Discomfort Following Oral Biopsy Comparing Laser and Punch Biopsy (OLP_BIOP)

Clinical Healing and Patient Discomfort Following Oral Biopsy in Oral Lichen Planus: a Randomized Controlled Non-inferiority Trial Comparing Laser and Punch Biopsy

Oral biopsy is essential for diagnosing mucosal lesions such as oral lichen planus (OLP). Laser surgery offers a minimally invasive alternative to traditional techniques, but thermal effects may impact healing and postoperative comfort. The aim of this study was to compare the degree of clinical healing and postoperative discomfort between laser and punch scalpel biopsy techniques in patients with OLP.

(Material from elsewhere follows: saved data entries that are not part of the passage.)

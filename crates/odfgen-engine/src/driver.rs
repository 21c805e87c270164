//! Task driver.
//!
//! Pipelines are written as straight-line async code. Nested awaits are
//! flattened by the compiler, so driving a job means handing its future to a
//! single-threaded runtime: only one job runs at a time and control passes
//! between jobs at explicit yield points.

use odfgen_core::{Error, Result};
use std::future::Future;
use std::time::Duration;
use tokio::runtime::{Builder, Runtime};

/// Drives async computations to completion on a current-thread runtime.
pub struct TaskDriver {
    runtime: Runtime,
}

impl TaskDriver {
    pub fn new() -> Result<Self> {
        let runtime = Builder::new_current_thread()
            .enable_all()
            .build()
            .map_err(|e| Error::Internal(format!("failed to build runtime: {}", e)))?;
        Ok(Self { runtime })
    }

    /// Run `computation` and everything it spawns until it returns.
    ///
    /// Errors surface through the computation's own output, so stages can
    /// catch them locally with `match` or let `?` carry them to the caller.
    pub fn drive<F: Future>(&self, computation: F) -> F::Output {
        self.runtime.block_on(computation)
    }
}

/// Cooperative yield point: lets sibling tasks run before resuming.
pub async fn cooperate() {
    tokio::task::yield_now().await;
}

/// Yield for at least `delay`; a zero delay is a plain yield.
pub async fn pause(delay: Duration) {
    if delay.is_zero() {
        cooperate().await;
    } else {
        tokio::time::sleep(delay).await;
    }
}

#[cfg(test)]
mod tests {
    use super::*;
    use std::sync::{Arc, Mutex};

    async fn leaf(value: u32) -> u32 {
        cooperate().await;
        value
    }

    async fn middle(value: u32) -> u32 {
        leaf(value).await + 1
    }

    async fn failing_leaf() -> Result<u32> {
        cooperate().await;
        Err(Error::Render("bad template".to_string()))
    }

    async fn outer_propagating() -> Result<u32> {
        let value = failing_leaf().await?;
        Ok(value + 1)
    }

    #[test]
    fn test_nested_computations_resume_with_plain_value() {
        let driver = TaskDriver::new().unwrap();
        let result = driver.drive(async { middle(41).await });
        assert_eq!(result, 42);
    }

    #[test]
    fn test_failure_is_observable_at_suspension_point() {
        let driver = TaskDriver::new().unwrap();
        let handled = driver.drive(async {
            match failing_leaf().await {
                Ok(_) => "unexpected".to_string(),
                Err(e) => format!("caught: {}", e),
            }
        });
        assert_eq!(handled, "caught: render error: bad template");
    }

    #[test]
    fn test_unhandled_failure_reaches_caller() {
        let driver = TaskDriver::new().unwrap();
        let err = driver.drive(outer_propagating()).unwrap_err();
        assert!(matches!(err, Error::Render(_)));
    }

    #[test]
    fn test_tasks_interleave_at_yield_points() {
        let driver = TaskDriver::new().unwrap();
        let log = Arc::new(Mutex::new(Vec::new()));

        driver.drive({
            let log = log.clone();
            async move {
                let mut handles = Vec::new();
                for name in ["a", "b"] {
                    let log = log.clone();
                    handles.push(tokio::spawn(async move {
                        log.lock().unwrap().push(format!("{}1", name));
                        cooperate().await;
                        log.lock().unwrap().push(format!("{}2", name));
                    }));
                }
                for handle in handles {
                    handle.await.unwrap();
                }
            }
        });

        let log = log.lock().unwrap();
        assert_eq!(log.len(), 4);
        let first_phase: Vec<_> = log[..2].iter().map(|s| s.ends_with('1')).collect();
        assert_eq!(first_phase, vec![true, true]);
    }

    #[test]
    fn test_pause_with_zero_delay() {
        let driver = TaskDriver::new().unwrap();
        driver.drive(pause(Duration::ZERO));
        driver.drive(pause(Duration::from_millis(1)));
    }
}
//! Per-action parameter maps.
//!
//! A job carries one parameter map keyed by action name. An action with its
//! own entry sees that entry; an action without one sees the whole map.

use serde::{Deserialize, Serialize};
use serde_json::{Map, Value};

/// Option name to value mapping handed to exporters.
#[derive(Debug, Clone, Default, PartialEq, Serialize, Deserialize)]
#[serde(transparent)]
pub struct Parameters(Map<String, Value>);

impl Parameters {
    pub fn new() -> Self {
        Self::default()
    }

    pub fn insert(&mut self, key: impl Into<String>, value: impl Into<Value>) -> Option<Value> {
        self.0.insert(key.into(), value.into())
    }

    pub fn with(mut self, key: impl Into<String>, value: impl Into<Value>) -> Self {
        self.insert(key, value);
        self
    }

    pub fn get(&self, key: &str) -> Option<&Value> {
        self.0.get(key)
    }

    /// First string value found under any of `keys`.
    pub fn get_str(&self, keys: &[&str]) -> Option<&str> {
        keys.iter().find_map(|k| self.0.get(*k).and_then(Value::as_str))
    }

    /// First boolean found under any of `keys`. Strings "true"/"1" count as true.
    pub fn get_bool(&self, keys: &[&str]) -> Option<bool> {
        keys.iter().find_map(|k| match self.0.get(*k)? {
            Value::Bool(b) => Some(*b),
            Value::String(s) => Some(matches!(s.as_str(), "true" | "1" | "yes")),
            Value::Number(n) => Some(n.as_i64() != Some(0)),
            _ => None,
        })
    }

    pub fn contains_key(&self, key: &str) -> bool {
        self.0.contains_key(key)
    }

    pub fn len(&self) -> usize {
        self.0.len()
    }

    pub fn is_empty(&self) -> bool {
        self.0.is_empty()
    }

    pub fn iter(&self) -> impl Iterator<Item = (&String, &Value)> {
        self.0.iter()
    }

    /// Parameters an action runs with: its dedicated entry if present,
    /// otherwise the whole map as a flat fallback.
    pub fn for_action(&self, action: &str) -> Parameters {
        match self.0.get(action) {
            Some(Value::Object(entry)) => Parameters(entry.clone()),
            _ => self.clone(),
        }
    }

    /// Copy of `self` with every key of `fragment` written over it.
    pub fn merged_with(&self, fragment: &Parameters) -> Parameters {
        let mut merged = self.0.clone();
        for (key, value) in &fragment.0 {
            merged.insert(key.clone(), value.clone());
        }
        Parameters(merged)
    }

    pub fn into_inner(self) -> Map<String, Value> {
        self.0
    }
}

impl From<Map<String, Value>> for Parameters {
    fn from(map: Map<String, Value>) -> Self {
        Self(map)
    }
}

impl FromIterator<(String, Value)> for Parameters {
    fn from_iter<I: IntoIterator<Item = (String, Value)>>(iter: I) -> Self {
        Self(iter.into_iter().collect())
    }
}
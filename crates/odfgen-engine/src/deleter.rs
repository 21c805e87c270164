//! Recursive deletion of files and directory trees.
//!
//! One deleter, three policies:
//! - `Sequential`: depth-first, pausing after every removed file; stops at
//!   the first failure without touching later siblings.
//! - `FanOut`: one task per child of every directory, results collected
//!   through a per-directory channel; the directory is removed only if every
//!   child succeeded. Failed children never cancel their siblings.
//! - `Progress`: lists the whole tree up front (children before parents),
//!   then removes items one by one and reports after each.
//!
//! Removing a path that does not exist succeeds. Nothing is restored when a
//! deletion fails halfway.

use async_recursion::async_recursion;
use async_trait::async_trait;
use futures::FutureExt;
use futures::future::BoxFuture;
use odfgen_core::{Error, Result};
use std::fmt;
use std::io::ErrorKind;
use std::path::{Path, PathBuf};
use std::sync::Arc;
use std::sync::atomic::{AtomicUsize, Ordering};
use std::time::Duration;
use tokio::sync::{Semaphore, mpsc};
use tracing::{debug, warn};

use crate::driver::{cooperate, pause};

/// What a tree entry is. Symlinks count as files and are never followed.
#[derive(Debug, Clone, Copy, PartialEq, Eq)]
pub enum EntryKind {
    File,
    Directory,
}

/// Filesystem operations the deleter needs.
#[async_trait]
pub trait TreeFs: Send + Sync {
    /// `None` if nothing exists at `path`.
    async fn kind(&self, path: &Path) -> Result<Option<EntryKind>>;

    /// Immediate children of `dir`, sorted by name.
    async fn children(&self, dir: &Path) -> Result<Vec<PathBuf>>;

    async fn remove(&self, path: &Path, kind: EntryKind) -> Result<()>;
}

/// The local filesystem through `tokio::fs`.
#[derive(Debug, Clone, Copy, Default)]
pub struct LocalFs;

#[async_trait]
impl TreeFs for LocalFs {
    async fn kind(&self, path: &Path) -> Result<Option<EntryKind>> {
        match tokio::fs::symlink_metadata(path).await {
            Ok(meta) if meta.is_dir() => Ok(Some(EntryKind::Directory)),
            Ok(_) => Ok(Some(EntryKind::File)),
            Err(e) if e.kind() == ErrorKind::NotFound => Ok(None),
            Err(e) => Err(Error::io(path, e)),
        }
    }

    async fn children(&self, dir: &Path) -> Result<Vec<PathBuf>> {
        let mut entries = tokio::fs::read_dir(dir)
            .await
            .map_err(|e| Error::io(dir, e))?;
        let mut children = Vec::new();
        while let Some(entry) = entries.next_entry().await.map_err(|e| Error::io(dir, e))? {
            children.push(entry.path());
        }
        children.sort();
        Ok(children)
    }

    async fn remove(&self, path: &Path, kind: EntryKind) -> Result<()> {
        let result = match kind {
            EntryKind::File => tokio::fs::remove_file(path).await,
            EntryKind::Directory => tokio::fs::remove_dir(path).await,
        };
        result.map_err(|e| Error::io(path, e))
    }
}

/// Progress report emitted by the `Progress` policy after each removal.
#[derive(Debug, Clone, PartialEq)]
pub struct DeleteProgress {
    pub current: PathBuf,
    pub processed: usize,
    pub total: usize,
    pub percentage: f64,
}

pub type ProgressCallback = Arc<dyn Fn(&DeleteProgress) + Send + Sync>;

/// How a tree is removed.
#[derive(Clone)]
pub enum DeletePolicy {
    Sequential { chunk_delay: Duration },
    FanOut { width: usize },
    Progress { callback: ProgressCallback },
}

impl DeletePolicy {
    pub fn sequential(chunk_delay: Duration) -> Self {
        Self::Sequential { chunk_delay }
    }

    /// `width` bounds how many file removals run at once; it is at least 1.
    pub fn fan_out(width: usize) -> Self {
        Self::FanOut {
            width: width.max(1),
        }
    }

    pub fn with_progress(callback: impl Fn(&DeleteProgress) + Send + Sync + 'static) -> Self {
        Self::Progress {
            callback: Arc::new(callback),
        }
    }
}

impl fmt::Debug for DeletePolicy {
    fn fmt(&self, f: &mut fmt::Formatter<'_>) -> fmt::Result {
        match self {
            Self::Sequential { chunk_delay } => f
                .debug_struct("Sequential")
                .field("chunk_delay", chunk_delay)
                .finish(),
            Self::FanOut { width } => f.debug_struct("FanOut").field("width", width).finish(),
            Self::Progress { .. } => f.debug_struct("Progress").finish_non_exhaustive(),
        }
    }
}

/// Counts of what a deletion removed.
#[derive(Debug, Clone, Copy, Default, PartialEq, Eq)]
pub struct DeleteStats {
    pub files: usize,
    pub directories: usize,
    /// Child tasks launched (fan-out only).
    pub tasks: usize,
}

impl DeleteStats {
    fn record(&mut self, kind: EntryKind) {
        match kind {
            EntryKind::File => self.files += 1,
            EntryKind::Directory => self.directories += 1,
        }
    }

    fn absorb(&mut self, other: DeleteStats) {
        self.files += other.files;
        self.directories += other.directories;
        self.tasks += other.tasks;
    }
}

/// Removes files and directory trees according to a policy.
#[derive(Clone)]
pub struct RecursiveDeleter {
    policy: DeletePolicy,
    fs: Arc<dyn TreeFs>,
}

impl RecursiveDeleter {
    pub fn new(policy: DeletePolicy) -> Self {
        Self::with_fs(policy, Arc::new(LocalFs))
    }

    pub fn with_fs(policy: DeletePolicy, fs: Arc<dyn TreeFs>) -> Self {
        Self { policy, fs }
    }

    pub fn policy(&self) -> &DeletePolicy {
        &self.policy
    }

    /// Delete a file, or a directory and everything below it.
    pub async fn delete(&self, path: &Path) -> Result<DeleteStats> {
        debug!(path = %path.display(), policy = ?self.policy, "Deleting");
        match &self.policy {
            DeletePolicy::Sequential { chunk_delay } => {
                delete_sequential(self.fs.as_ref(), path, *chunk_delay).await
            }
            DeletePolicy::FanOut { width } => {
                let permits = Arc::new(Semaphore::new(*width));
                let tasks = Arc::new(AtomicUsize::new(0));
                let mut stats =
                    delete_fan_out(self.fs.clone(), path.to_path_buf(), permits, tasks.clone())
                        .await?;
                stats.tasks = tasks.load(Ordering::SeqCst);
                Ok(stats)
            }
            DeletePolicy::Progress { callback } => {
                delete_with_progress(self.fs.as_ref(), path, callback).await
            }
        }
    }
}

#[async_recursion]
async fn delete_sequential(fs: &dyn TreeFs, path: &Path, chunk_delay: Duration) -> Result<DeleteStats> {
    cooperate().await;
    let mut stats = DeleteStats::default();
    let Some(kind) = fs.kind(path).await? else {
        return Ok(stats);
    };

    if kind == EntryKind::Directory {
        for child in fs.children(path).await? {
            stats.absorb(delete_sequential(fs, &child, chunk_delay).await?);
        }
    }

    fs.remove(path, kind).await?;
    stats.record(kind);
    if kind == EntryKind::File {
        pause(chunk_delay).await;
    }
    Ok(stats)
}

fn delete_fan_out(
    fs: Arc<dyn TreeFs>,
    path: PathBuf,
    permits: Arc<Semaphore>,
    tasks: Arc<AtomicUsize>,
) -> BoxFuture<'static, Result<DeleteStats>> {
    async move {
        let mut stats = DeleteStats::default();
        let Some(kind) = fs.kind(&path).await? else {
            return Ok(stats);
        };

        if kind == EntryKind::File {
            // Only leaf removals take a permit, so a parent waiting on its
            // children never holds one.
            let _permit = permits
                .acquire()
                .await
                .map_err(|e| Error::Internal(format!("delete permits closed: {}", e)))?;
            fs.remove(&path, kind).await?;
            stats.record(kind);
            return Ok(stats);
        }

        let children = fs.children(&path).await?;
        let (tx, mut rx) = mpsc::channel(children.len().max(1));
        for child in &children {
            let tx = tx.clone();
            let child = child.clone();
            let task = delete_fan_out(fs.clone(), child.clone(), permits.clone(), tasks.clone());
            tasks.fetch_add(1, Ordering::SeqCst);
            tokio::spawn(async move {
                let result = task.await;
                let _ = tx.send((child, result)).await;
            });
        }
        drop(tx);

        let mut failure: Option<Error> = None;
        for _ in 0..children.len() {
            match rx.recv().await {
                Some((_, Ok(child_stats))) => stats.absorb(child_stats),
                Some((child, Err(e))) => {
                    warn!(path = %child.display(), error = %e, "Failed to delete child");
                    if failure.is_none() {
                        failure = Some(e);
                    }
                }
                None => {
                    if failure.is_none() {
                        failure = Some(Error::Internal(format!(
                            "delete task under {} ended without a result",
                            path.display()
                        )));
                    }
                    break;
                }
            }
            cooperate().await;
        }

        if let Some(e) = failure {
            return Err(e);
        }

        fs.remove(&path, kind).await?;
        stats.record(kind);
        Ok(stats)
    }
    .boxed()
}

async fn delete_with_progress(
    fs: &dyn TreeFs,
    path: &Path,
    callback: &ProgressCallback,
) -> Result<DeleteStats> {
    let mut stats = DeleteStats::default();
    let Some(kind) = fs.kind(path).await? else {
        return Ok(stats);
    };

    let mut items = Vec::new();
    if kind == EntryKind::Directory {
        collect_tree(fs, path, &mut items).await?;
    }
    items.push((path.to_path_buf(), kind));

    let total = items.len();
    for (index, (item, item_kind)) in items.into_iter().enumerate() {
        fs.remove(&item, item_kind).await?;
        stats.record(item_kind);

        let processed = index + 1;
        callback(&DeleteProgress {
            current: item,
            processed,
            total,
            percentage: processed as f64 / total as f64 * 100.0,
        });
        cooperate().await;
    }

    Ok(stats)
}

/// Depth-first listing with children before their parent; `dir` itself is
/// not included.
#[async_recursion]
async fn collect_tree(
    fs: &dyn TreeFs,
    dir: &Path,
    items: &mut Vec<(PathBuf, EntryKind)>,
) -> Result<()> {
    for child in fs.children(dir).await? {
        match fs.kind(&child).await? {
            Some(EntryKind::Directory) => {
                collect_tree(fs, &child, items).await?;
                items.push((child, EntryKind::Directory));
            }
            Some(EntryKind::File) => items.push((child, EntryKind::File)),
            None => {}
        }
    }
    Ok(())
}
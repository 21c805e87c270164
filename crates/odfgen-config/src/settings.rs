//! Engine settings.

use serde::{Deserialize, Serialize};
use std::time::Duration;

/// Tunables for the job engine. Every field has a default.
#[derive(Debug, Clone, PartialEq, Serialize, Deserialize)]
pub struct EngineSettings {
    /// Yield to sibling jobs after this many extracted archive entries.
    pub extract_yield_every: usize,
    /// Files larger than this many bytes are streamed into the archive.
    pub stream_threshold: u64,
    /// Extension of the produced document.
    pub output_extension: String,
    /// Remove the staging directory of a job that failed.
    pub cleanup_on_failure: bool,
    /// Pause after each deleted file during cleanup.
    pub delete_chunk_delay: Duration,
    /// Concurrent removals allowed by the fan-out delete policy.
    pub fan_out_width: usize,
    /// Fail rendering on placeholders missing from the job data instead of
    /// leaving them in place.
    pub strict_placeholders: bool,
}

impl Default for EngineSettings {
    fn default() -> Self {
        Self {
            extract_yield_every: 10,
            stream_threshold: 5 * 1024 * 1024,
            output_extension: "odt".to_string(),
            cleanup_on_failure: true,
            delete_chunk_delay: Duration::from_millis(1),
            fan_out_width: 5,
            strict_placeholders: false,
        }
    }
}
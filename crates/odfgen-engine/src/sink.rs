//! Completion sink - the queue finished jobs are delivered to.

use futures::Stream;
use odfgen_core::Job;
use std::pin::Pin;
use std::task::{Context, Poll};
use tokio::sync::mpsc;

/// Receives every job of a batch exactly once, in completion order.
///
/// Capacity equals the batch size, so a finishing job never waits for the
/// consumer. The sink ends after `expected` jobs have been popped.
#[derive(Debug)]
pub struct CompletionSink {
    receiver: mpsc::Receiver<Job>,
    expected: usize,
    received: usize,
}

impl CompletionSink {
    /// Create a sink for `expected` jobs and the sender producers push into.
    pub fn channel(expected: usize) -> (mpsc::Sender<Job>, Self) {
        let (sender, receiver) = mpsc::channel(expected.max(1));
        (
            sender,
            Self {
                receiver,
                expected,
                received: 0,
            },
        )
    }

    pub fn expected(&self) -> usize {
        self.expected
    }

    /// Jobs not yet popped.
    pub fn remaining(&self) -> usize {
        self.expected - self.received
    }

    /// Jobs finished and waiting to be popped.
    pub fn queued(&self) -> usize {
        self.receiver.len()
    }

    pub fn is_drained(&self) -> bool {
        self.received >= self.expected
    }

    /// Wait for the next finished job. `None` once every job was popped, or
    /// if all producers went away early.
    pub async fn pop(&mut self) -> Option<Job> {
        if self.is_drained() {
            return None;
        }
        let job = self.receiver.recv().await?;
        self.received += 1;
        Some(job)
    }

    /// Pop until the batch is drained.
    pub async fn drain(mut self) -> Vec<Job> {
        let mut jobs = Vec::with_capacity(self.remaining());
        while let Some(job) = self.pop().await {
            jobs.push(job);
        }
        jobs
    }
}

impl Stream for CompletionSink {
    type Item = Job;

    fn poll_next(self: Pin<&mut Self>, cx: &mut Context<'_>) -> Poll<Option<Self::Item>> {
        let this = self.get_mut();
        if this.is_drained() {
            return Poll::Ready(None);
        }
        match this.receiver.poll_recv(cx) {
            Poll::Ready(Some(job)) => {
                this.received += 1;
                Poll::Ready(Some(job))
            }
            other => other,
        }
    }

    fn size_hint(&self) -> (usize, Option<usize>) {
        (0, Some(self.remaining()))
    }
}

This was a single-center, parallel-group, noninferiority, randomized, blinded, controlled trial. One hundred and twelve adults with clinically and histologically confirmed OLP were randomized and allocated into two groups. Test group (diode laser) and control group (punch scalpel).

Study Overview

• Status: Completed
• Conditions: Oral Lichen Planus; Biopsy
• Intervention / Treatment: Procedure: Laser Biopsy; Procedure: Punch Biopsy

• Study Type: Interventional
• Enrollment (Actual): 112
• Phase: Not Applicable

Contacts and Locations

Study Locations

• Italy
  • RM
    • Roma, RM, Italy, 00168
      • Fondazione Policlinico Universitario A. Gemelli

Participation Criteria

Eligibility Criteria

• Ages Eligible for Study: Adult; Older Adult
• Accepts Healthy Volunteers: No

Description

Inclusion Criteria:

• clinical and histological OLP diagnosis according to the WHO diagnostic criteria modified by van der Meij and van der Waal (4), age ≥18 years
• indication for oral incisional biopsy involving the dorsal tongue and buccal mucosa.

Exclusion Criteria:

• oral lichenoid lesions (OLLs) according to the recent WHO classification of OPMD;
• anamnesis of hematopoietic stem cell transplant;
• OSCC concomitant with OLP diagnosis,
• inability to attend follow-up visits,
• psychiatric disorders,
• insufficient Italian language comprehension,
• local corticosteroid therapy within the previous three months.
• chronic pharmacological treatment with drugs known to influence nociceptive sensitivity

Study Plan

How is the study designed?

Design Details

• Primary Purpose: Treatment
• Allocation: Randomized
• Interventional Model: Parallel Assignment
• Masking: Single

Number of Arms

2

Arms and Interventions

Participant Group / Arm	Intervention / Treatment
Experimental: Diode Laser Biopsy; Laser Biopsy (Test Group): Biopsies were performed via a diode laser (980 nm wavelength) after local perilesional anaesthesia with 2% mepivacaine with a vasoconstrictor (1:100,000). A 6 mm tissue sample was excised, and the wound was generally allowed to heal by secondary intention; sutures were placed only in selected cases at the discretion of the operator. A specific surgical stent with a diameter of 6 mm was used to ensure identical sample dimensions for both groups.	Procedure: Laser Biopsy; Biopsies were performed via a diode laser (980 nm wavelength) after local perilesional anaesthesia with 2% mepivacaine with a vasoconstrictor (1:100,000). A 6 mm tissue sample was excised, and the wound was generally allowed to heal by secondary intention; sutures were placed only in selected cases at the discretion of the operator. A specific surgical stent with a diameter of 6 mm was used to ensure identical sample dimensions for both groups.
Active Comparator: Punch Biopsy; Punch scalpel biopsy (control group): Biopsies were performed via a 6 mm punch scalpel after local perilesional anaesthesia with 2% mepivacaine with a vasoconstrictor (1:100,000). Hemostasis and suturing were carried out as needed.	Procedure: Punch Biopsy; Biopsies were performed via a 6 mm punch scalpel after local perilesional anaesthesia with 2% mepivacaine with a vasoconstrictor (1:100,000). Hemostasis and suturing were carried out as needed.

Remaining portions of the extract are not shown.